Velvet Verbosity’s Lesson for the Day - Compassion versus "Idiot Compassion"
I was one of those kids that always rooted for the underdog. Maybe it was because I was small. Maybe it was because I was small and got picked on and abused for it. Maybe it was because I had a physical defect that other children weren’t exactly kind about. Maybe it was because I started out with an untainted niceness that I was punished for. Maybe it was because my sensitive little self was put into the care of too many people who were abusive.
Maybe I was just one of those kids that always rooted for the underdog.
As nice as I was to take care of all those underdogs, I expected a payback for my “niceness”. I wouldn’t have told you so. Hell, I didn’t even let myself in on this expectation of mine. Yet there it was, everytime, smacking me in the face and my underdog of the hour in the ass. Had I been conscious of it, I would have heard my inner voice saying something to this effect:
Ok. I’ve been nice. I’ve been patient. I’ve shared all my strength and resources and wisdom to help this underdog out of the self-dug pit he/she is in. So now I deserve this underdog’s unconditional love, respect, and admiration for the rest of eternity in this and every known and unknown parallel universe. Never should this underdog allow him or herself to find flaw with me, and in so doing he/she shall never abandon me.

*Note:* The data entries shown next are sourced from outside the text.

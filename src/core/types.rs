//! Core data types for the measurement engine

use nalgebra::{Point3, UnitQuaternion, Vector3};
use serde::{Deserialize, Serialize};

/// World-space pose of an anchor or hit, in meters.
///
/// Only `position` takes part in measurement; orientation is carried so
/// that anchors can be recreated faithfully by the session.
#[derive(Debug, Clone, Copy, PartialEq, Serialize, Deserialize)]
pub struct Pose {
    pub position: Point3<f64>,
    pub orientation: UnitQuaternion<f64>,
}

impl Pose {
    pub fn new(position: Point3<f64>, orientation: UnitQuaternion<f64>) -> Self {
        Self { position, orientation }
    }

    /// Pose at `(x, y, z)` with identity orientation
    pub fn from_position(x: f64, y: f64, z: f64) -> Self {
        Self {
            position: Point3::new(x, y, z),
            orientation: UnitQuaternion::identity(),
        }
    }

    /// Translation component as a vector
    pub fn translation(&self) -> Vector3<f64> {
        self.position.coords
    }
}

impl Default for Pose {
    fn default() -> Self {
        Self::from_position(0.0, 0.0, 0.0)
    }
}

/// Pixel coordinate on the render surface (origin top-left, Y down)
#[derive(Debug, Clone, Copy, PartialEq, Serialize, Deserialize)]
pub struct ScreenPoint {
    pub x: f64,
    pub y: f64,
}

impl ScreenPoint {
    pub fn new(x: f64, y: f64) -> Self {
        Self { x, y }
    }

    pub fn midpoint(&self, other: &ScreenPoint) -> ScreenPoint {
        ScreenPoint {
            x: (self.x + other.x) * 0.5,
            y: (self.y + other.y) * 0.5,
        }
    }
}

/// Current render surface size in pixels
#[derive(Debug, Clone, Copy, PartialEq, Eq, Serialize, Deserialize)]
pub struct Viewport {
    pub width: u32,
    pub height: u32,
}

impl Viewport {
    pub fn new(width: u32, height: u32) -> Self {
        Self { width, height }
    }

    /// Center of the surface, where the crosshair sits
    pub fn center(&self) -> ScreenPoint {
        ScreenPoint::new(self.width as f64 * 0.5, self.height as f64 * 0.5)
    }

    pub fn is_empty(&self) -> bool {
        self.width == 0 || self.height == 0
    }
}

That’s right. I expected a badge of sainthood for my efforts. I never got one. Even when I did, I still got abandoned, and sometimes because I was “too good” for them. My response to such behavior from my underdogs was to beat the snot out of them (verbally and emotionally of course) because they were breaking the underdog-overdog covenant and HOW DARE THEY? Like Bill Cosby said, “I brought you in this world…and I’ll take you out.” Only it wasn’t so funny when I said it. The Cos was wise, while I was just cruel in my insecurity.
Now I recognize that dangerous stirring of compassion for what it is. At least my warped version of it. When I’m feeling anxious, worried, angry, stressed, tired, hungry, useless, ashamed, or afraid, and then I cross paths with an underdog and I get that achy feeling of compassion in my heart, I RUN. Because I know that the ache of compassion, the rise of the need to help, is not niceness, it’s just profound selfishness cloaked in what looks a lot like niceness.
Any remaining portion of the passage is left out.